▶ **What the exercise asks**
Your task is to copy every line of the records below that contains "PartialEq".
==== Raw data ====
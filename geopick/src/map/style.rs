//! Basemap style presets.
//!
//! A preset maps every engine to the source it should render, so switching
//! presets only reinitializes the maps whose source actually changes.

use std::fmt;
use std::str::FromStr;

use thiserror::Error;

use crate::engine::{EngineKind, MapSourceConfig};

const CARTO_LIGHT_TILES: &str = "https://{s}.basemaps.cartocdn.com/light_all/{z}/{x}/{y}.png";
const CARTO_LIGHT_STYLE: &str = "https://basemaps.cartocdn.com/gl/positron-gl-style/style.json";
const CARTO_ATTRIBUTION: &str = "© OpenStreetMap contributors © CARTO";
const CARTO_MAX_ZOOM: u8 = 20;

const OPENTOPOMAP_TILES: &str = "https://{s}.tile.opentopomap.org/{z}/{x}/{y}.png";
const OPENTOPOMAP_ATTRIBUTION: &str =
    "Map data: © OpenStreetMap contributors, SRTM | Map style: © OpenTopoMap (CC-BY-SA)";
const OPENTOPOMAP_MAX_ZOOM: u8 = 17;

/// Unrecognized style identifier.
#[derive(Debug, Clone, PartialEq, Eq, Error)]
#[error("Unknown map style '{0}' (expected standard, light or topo)")]
pub struct UnknownStyle(pub String);

/// Basemap look shared by every map of the demo.
#[derive(Debug, Clone, Copy, PartialEq, Eq, Hash, Default)]
pub enum MapStyle {
    /// Each engine's own default base layer
    #[default]
    Standard,
    /// Low-contrast light basemap
    Light,
    /// Topographic basemap with contour lines
    Topographic,
}

impl MapStyle {
    pub const ALL: [MapStyle; 3] = [MapStyle::Standard, MapStyle::Light, MapStyle::Topographic];

    /// Identifier used in config files and on the command line.
    pub fn id(&self) -> &'static str {
        match self {
            Self::Standard => "standard",
            Self::Light => "light",
            Self::Topographic => "topo",
        }
    }

    /// Source an engine should render for this style.
    ///
    /// `map_id` only applies to the hosted engine.
    pub fn source_for(&self, kind: EngineKind, map_id: Option<&str>) -> MapSourceConfig {
        if kind == EngineKind::Hosted {
            let map_type = match self {
                Self::Topographic => "terrain",
                Self::Standard | Self::Light => "roadmap",
            };
            return MapSourceConfig::Hosted {
                map_id: map_id.map(str::to_string),
                map_type: map_type.to_string(),
            };
        }

        match (self, kind) {
            (Self::Standard, _) => MapSourceConfig::Default,
            (Self::Light, EngineKind::VectorStyle) => MapSourceConfig::VectorStyle {
                style_url: CARTO_LIGHT_STYLE.to_string(),
            },
            (Self::Light, _) => MapSourceConfig::RasterTiles {
                url_template: CARTO_LIGHT_TILES.to_string(),
                attribution: CARTO_ATTRIBUTION.to_string(),
                max_zoom: CARTO_MAX_ZOOM,
            },
            (Self::Topographic, _) => MapSourceConfig::RasterTiles {
                url_template: OPENTOPOMAP_TILES.to_string(),
                attribution: OPENTOPOMAP_ATTRIBUTION.to_string(),
                max_zoom: OPENTOPOMAP_MAX_ZOOM,
            },
        }
    }
}

impl fmt::Display for MapStyle {
    fn fmt(&self, f: &mut fmt::Formatter<'_>) -> fmt::Result {
        f.write_str(self.id())
    }
}

impl FromStr for MapStyle {
    type Err = UnknownStyle;

    fn from_str(s: &str) -> Result<Self, Self::Err> {
        match s.trim().to_lowercase().as_str() {
            "standard" | "default" => Ok(Self::Standard),
            "light" => Ok(Self::Light),
            "topo" | "topographic" => Ok(Self::Topographic),
            other => Err(UnknownStyle(other.to_string())),
        }
    }
}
====
▶ **Exercise response**
#[derive(Debug, Clone, PartialEq, Eq, Error)]
#[derive(Debug, Clone, Copy, PartialEq, Eq, Hash, Default)]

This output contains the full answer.